Anzi, è certa che, se toccherà anche solo il suo mantello, sarà salva, sarà liberata dalle sue emorragie e dalla sua impurità (come la giudicava la cultura del tempo). Quella donna non aveva più vita dentro di sé da dodici anni, ma adesso ha tanto coraggio e, senza esitare, riesce a toccare le vesti del Maestro e subito guarisce. Immaginiamo di essere lì tra la folla: lo stupore e la gioia ci stanno per sorprendere, e sentiamo addirittura l’emozione di lei che si sente definitivamente salvata. Gesù si volta perché ha sentito una forza uscire dal suo proprio corpo, e vuol vedere chi è stato a toccarlo. Chissà quanta gente lo avrà fatto durante la sua missione, ma questa volta è diverso… La sua forza è uscita da lui perché chi lo ha toccato ha fede e un desiderio grande: una vita nuova attraverso di lui. Gesù vuole che sia manifesta questa guarigione, questa liberazione, desidera che la donna venga allo scoperto.
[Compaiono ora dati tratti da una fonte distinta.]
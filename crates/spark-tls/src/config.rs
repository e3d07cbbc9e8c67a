//! 会话层配置。
//!
//! # 教案级注释
//!
//! ## 意图（Why）
//! - 宿主以 TOML 片段声明 ALPN、缓冲、I/O 与握手策略，会话层在构造端点时一次性校验，
//!   避免把部署错误拖到首个握手才暴露。
//!
//! ## 契约（What）
//! - 所有字段都有默认值，空文档即得到 [`TlsChannelConfig::default`]；
//! - 未知字段直接拒绝，拼写错误不会被静默忽略；
//! - [`TlsChannelConfig::validate`] 通过后，会话层不再对配置做防御性检查。

use std::time::Duration;

use serde::Deserialize;

use crate::{
    alpn::{H2, HTTP_1_1},
    error::{Result, TlsError},
    transport::IoTimeout,
};

/// 会话层配置根。
#[derive(Clone, Debug, Default, Deserialize, PartialEq, Eq)]
#[serde(default, deny_unknown_fields)]
pub struct TlsChannelConfig {
    pub alpn: AlpnConfig,
    pub buffers: BufferConfig,
    pub io: IoConfig,
    pub handshake: HandshakeConfig,
}

/// ALPN 协商配置。`protocols` 按偏好从高到低排列。
#[derive(Clone, Debug, Deserialize, PartialEq, Eq)]
#[serde(default, deny_unknown_fields)]
pub struct AlpnConfig {
    pub enabled: bool,
    pub protocols: Vec<String>,
}

impl Default for AlpnConfig {
    fn default() -> Self {
        Self {
            enabled: true,
            protocols: vec![H2.to_owned(), HTTP_1_1.to_owned()],
        }
    }
}

/// 缓冲策略。
///
/// - `network_segment_size`：网络段大小，缺省时取引擎的 packet buffer size；
/// - `jit_allocation_size`：按需读取（JIT）模式下单次分配的段大小；
/// - `reuse_network_segments`：网络段是否进入池的自由链表复用；
/// - `max_retained_bytes`：端点自建段池时自由链表的保留上限，缺省不设限。
#[derive(Clone, Debug, Deserialize, PartialEq, Eq)]
#[serde(default, deny_unknown_fields)]
pub struct BufferConfig {
    pub network_segment_size: Option<usize>,
    pub jit_allocation_size: usize,
    pub reuse_network_segments: bool,
    pub max_retained_bytes: Option<usize>,
}

impl Default for BufferConfig {
    fn default() -> Self {
        Self {
            network_segment_size: None,
            jit_allocation_size: 16 * 1024,
            reuse_network_segments: true,
            max_retained_bytes: None,
        }
    }
}

/// I/O 策略，映射到每次传输读写请求上的超时与排队选项。
#[derive(Clone, Debug, Default, Deserialize, PartialEq, Eq)]
#[serde(default, deny_unknown_fields)]
pub struct IoConfig {
    pub read_timeout_ms: Option<u64>,
    pub write_timeout_ms: Option<u64>,
    pub force_queue: bool,
}

impl IoConfig {
    pub fn read_timeout(&self) -> IoTimeout {
        self.read_timeout_ms
            .map_or(IoTimeout::Default, |ms| IoTimeout::After(Duration::from_millis(ms)))
    }

    pub fn write_timeout(&self) -> IoTimeout {
        self.write_timeout_ms
            .map_or(IoTimeout::Default, |ms| IoTimeout::After(Duration::from_millis(ms)))
    }
}

/// 握手策略。
#[derive(Clone, Debug, Deserialize, PartialEq, Eq)]
#[serde(default, deny_unknown_fields)]
pub struct HandshakeConfig {
    /// 以 warn 级别记录的握手失败条数上限，超出后降级为 trace。
    pub failure_log_limit: u64,
    /// 委派任务是否交给后台线程执行；关闭时在驱动线程内联执行。
    pub delegate_tasks: bool,
}

impl Default for HandshakeConfig {
    fn default() -> Self {
        Self {
            failure_log_limit: 100,
            delegate_tasks: false,
        }
    }
}

/// 一条 ALPN 协议标识的最大长度（协议线格式以单字节表示长度）。
const MAX_PROTOCOL_LEN: usize = 255;

/// 网络段的下限：至少能容纳记录头与一个最小握手消息。
const MIN_NETWORK_SEGMENT: usize = 512;

impl TlsChannelConfig {
    /// 解析并校验 TOML 配置片段。
    pub fn from_toml_str(raw: &str) -> Result<Self> {
        let config: Self = toml::from_str(raw)
            .map_err(|error| TlsError::configuration(format!("malformed tls config: {error}")))?;
        config.validate()?;
        Ok(config)
    }

    pub fn validate(&self) -> Result<()> {
        if self.alpn.enabled {
            if self.alpn.protocols.is_empty() {
                return Err(TlsError::configuration(
                    "alpn is enabled but no protocols are configured",
                ));
            }
            if let Some(bad) = self
                .alpn
                .protocols
                .iter()
                .find(|p| p.is_empty() || p.len() > MAX_PROTOCOL_LEN)
            {
                return Err(TlsError::configuration(format!(
                    "alpn protocol `{bad}` must be 1..=255 bytes"
                )));
            }
        }
        if self.buffers.jit_allocation_size == 0 {
            return Err(TlsError::configuration(
                "buffers.jit_allocation_size must be positive",
            ));
        }
        if let Some(size) = self.buffers.network_segment_size
            && size < MIN_NETWORK_SEGMENT
        {
            return Err(TlsError::configuration(format!(
                "buffers.network_segment_size must be at least {MIN_NETWORK_SEGMENT} bytes"
            )));
        }
        Ok(())
    }
}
E così la chiama “figlia” per donarle ufficialmente la sua dignità, per riscattare la sua vita, perché possa “cantare come nei giorni della sua giovinezza!” (Osea 2, 17). La chiama figlia perché ha cercato, perché ha creduto, perché ha toccato la divina misericordia del padre. Adesso Gesù corre da quella bimba morente seguito da Pietro, Giacomo e Giovanni come testimoni; ma nel frattempo la piccola è morta. Lui non serve più, secondo qualcuno. “Non temere, soltanto abbi fede!” dice Gesù a Giàiro… abbi fede come quella donna appena guarita! Non pretende niente il Signore, chiede solo di non arrendersi e di continuare ad avere fiducia: “La bambina non è morta, ma dorme!”.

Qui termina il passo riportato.